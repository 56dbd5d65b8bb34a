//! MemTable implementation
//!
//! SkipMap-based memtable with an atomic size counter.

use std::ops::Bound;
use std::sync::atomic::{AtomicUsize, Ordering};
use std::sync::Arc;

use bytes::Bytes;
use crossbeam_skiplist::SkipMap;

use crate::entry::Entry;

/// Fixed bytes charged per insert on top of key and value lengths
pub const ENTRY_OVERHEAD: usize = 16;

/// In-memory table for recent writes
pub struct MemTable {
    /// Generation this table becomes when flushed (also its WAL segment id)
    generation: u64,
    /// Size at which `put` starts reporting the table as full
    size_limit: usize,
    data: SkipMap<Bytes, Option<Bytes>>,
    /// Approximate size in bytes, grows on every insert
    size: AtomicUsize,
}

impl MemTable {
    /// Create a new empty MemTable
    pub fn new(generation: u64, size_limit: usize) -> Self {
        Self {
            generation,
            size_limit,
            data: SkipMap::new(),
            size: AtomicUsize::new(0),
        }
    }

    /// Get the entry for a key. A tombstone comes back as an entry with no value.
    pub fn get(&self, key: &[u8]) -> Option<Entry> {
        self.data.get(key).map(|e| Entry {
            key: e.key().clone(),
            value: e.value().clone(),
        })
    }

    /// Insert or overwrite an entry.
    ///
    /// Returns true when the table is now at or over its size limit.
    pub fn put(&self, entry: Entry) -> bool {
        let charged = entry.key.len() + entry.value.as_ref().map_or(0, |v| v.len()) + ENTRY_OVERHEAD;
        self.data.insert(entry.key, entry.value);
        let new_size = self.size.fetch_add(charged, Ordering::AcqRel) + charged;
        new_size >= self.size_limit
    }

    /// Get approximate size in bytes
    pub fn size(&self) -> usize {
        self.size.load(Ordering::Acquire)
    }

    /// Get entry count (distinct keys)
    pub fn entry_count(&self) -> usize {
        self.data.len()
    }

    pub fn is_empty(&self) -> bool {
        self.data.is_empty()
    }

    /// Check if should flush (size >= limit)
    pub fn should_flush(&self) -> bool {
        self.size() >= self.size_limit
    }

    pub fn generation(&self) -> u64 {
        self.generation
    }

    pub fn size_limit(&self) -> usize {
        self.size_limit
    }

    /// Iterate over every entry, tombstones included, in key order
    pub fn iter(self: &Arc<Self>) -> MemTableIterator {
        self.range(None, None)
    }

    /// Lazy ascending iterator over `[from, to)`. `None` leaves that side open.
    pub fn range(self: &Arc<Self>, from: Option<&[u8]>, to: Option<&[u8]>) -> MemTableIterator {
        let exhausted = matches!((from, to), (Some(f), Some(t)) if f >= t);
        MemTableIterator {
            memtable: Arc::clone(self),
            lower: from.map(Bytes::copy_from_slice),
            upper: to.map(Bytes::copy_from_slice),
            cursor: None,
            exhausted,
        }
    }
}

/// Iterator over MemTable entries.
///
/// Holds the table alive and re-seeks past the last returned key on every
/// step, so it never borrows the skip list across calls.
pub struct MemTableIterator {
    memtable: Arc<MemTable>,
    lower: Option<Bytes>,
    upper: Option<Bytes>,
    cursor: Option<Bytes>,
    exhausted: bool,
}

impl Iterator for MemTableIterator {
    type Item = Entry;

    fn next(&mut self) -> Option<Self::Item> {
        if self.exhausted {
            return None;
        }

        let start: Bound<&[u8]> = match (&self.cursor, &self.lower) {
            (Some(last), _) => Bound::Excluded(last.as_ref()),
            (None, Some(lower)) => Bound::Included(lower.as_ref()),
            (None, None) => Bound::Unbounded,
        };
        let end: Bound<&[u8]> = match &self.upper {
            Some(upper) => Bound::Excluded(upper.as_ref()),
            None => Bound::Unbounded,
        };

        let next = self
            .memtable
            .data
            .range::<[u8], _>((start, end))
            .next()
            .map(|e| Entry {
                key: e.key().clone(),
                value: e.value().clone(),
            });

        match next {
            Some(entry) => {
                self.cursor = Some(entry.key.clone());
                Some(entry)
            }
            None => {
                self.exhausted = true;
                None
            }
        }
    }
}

------------------------------------------------

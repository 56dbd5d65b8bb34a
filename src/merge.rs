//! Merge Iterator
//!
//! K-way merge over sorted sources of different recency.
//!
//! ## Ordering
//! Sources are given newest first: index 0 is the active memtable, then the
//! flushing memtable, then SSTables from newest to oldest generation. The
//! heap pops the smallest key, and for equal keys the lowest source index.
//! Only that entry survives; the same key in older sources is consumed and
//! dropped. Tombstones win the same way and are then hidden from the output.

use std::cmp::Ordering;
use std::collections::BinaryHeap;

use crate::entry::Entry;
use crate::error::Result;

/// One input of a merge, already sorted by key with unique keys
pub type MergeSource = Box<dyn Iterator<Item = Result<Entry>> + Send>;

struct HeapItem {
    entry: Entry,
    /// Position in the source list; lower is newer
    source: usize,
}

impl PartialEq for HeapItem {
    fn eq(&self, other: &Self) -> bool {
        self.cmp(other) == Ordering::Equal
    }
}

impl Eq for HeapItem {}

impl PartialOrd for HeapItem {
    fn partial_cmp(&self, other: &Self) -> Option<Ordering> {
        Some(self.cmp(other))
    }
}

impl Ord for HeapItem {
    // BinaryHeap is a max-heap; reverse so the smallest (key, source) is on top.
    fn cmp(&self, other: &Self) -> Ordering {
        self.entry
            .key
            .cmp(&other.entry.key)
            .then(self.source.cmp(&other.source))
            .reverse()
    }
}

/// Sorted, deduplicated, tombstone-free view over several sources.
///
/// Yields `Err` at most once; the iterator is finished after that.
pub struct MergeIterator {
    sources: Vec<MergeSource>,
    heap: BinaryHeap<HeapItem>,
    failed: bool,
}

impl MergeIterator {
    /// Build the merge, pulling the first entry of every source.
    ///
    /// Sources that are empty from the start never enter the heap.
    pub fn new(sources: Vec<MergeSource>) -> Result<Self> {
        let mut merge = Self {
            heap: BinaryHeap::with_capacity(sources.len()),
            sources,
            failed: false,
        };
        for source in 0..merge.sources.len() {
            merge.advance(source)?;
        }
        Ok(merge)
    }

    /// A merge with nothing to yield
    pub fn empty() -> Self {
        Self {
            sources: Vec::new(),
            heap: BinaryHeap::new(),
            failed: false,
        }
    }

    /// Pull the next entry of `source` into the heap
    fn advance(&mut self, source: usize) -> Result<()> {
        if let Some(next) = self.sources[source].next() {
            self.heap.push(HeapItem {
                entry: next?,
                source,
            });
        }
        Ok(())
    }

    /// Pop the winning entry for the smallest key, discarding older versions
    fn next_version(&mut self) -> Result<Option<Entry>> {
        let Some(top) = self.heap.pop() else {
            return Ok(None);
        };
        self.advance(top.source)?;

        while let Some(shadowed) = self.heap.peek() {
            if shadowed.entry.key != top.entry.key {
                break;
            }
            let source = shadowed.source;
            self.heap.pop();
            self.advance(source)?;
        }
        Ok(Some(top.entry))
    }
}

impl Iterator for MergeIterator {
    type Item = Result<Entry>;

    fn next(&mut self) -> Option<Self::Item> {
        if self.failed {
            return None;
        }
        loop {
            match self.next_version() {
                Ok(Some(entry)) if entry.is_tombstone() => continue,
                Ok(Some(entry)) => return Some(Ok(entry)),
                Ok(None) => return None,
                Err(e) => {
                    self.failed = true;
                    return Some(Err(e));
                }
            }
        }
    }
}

------------------------------------------------

| Task requirements |
Return word for word the lines above from the line with "pub fn generation(&self)" to the line with "Option<&[u8]>, to: Option<&[u8]>)", including both and leaving out all others.

| Answer below |
    pub fn generation(&self) -> u64 {
        self.generation
    }

    pub fn size_limit(&self) -> usize {
        self.size_limit
    }

    /// Iterate over every entry, tombstones included, in key order
    pub fn iter(self: &Arc<Self>) -> MemTableIterator {
        self.range(None, None)
    }

    /// Lazy ascending iterator over `[from, to)`. `None` leaves that side open.
    pub fn range(self: &Arc<Self>, from: Option<&[u8]>, to: Option<&[u8]>) -> MemTableIterator {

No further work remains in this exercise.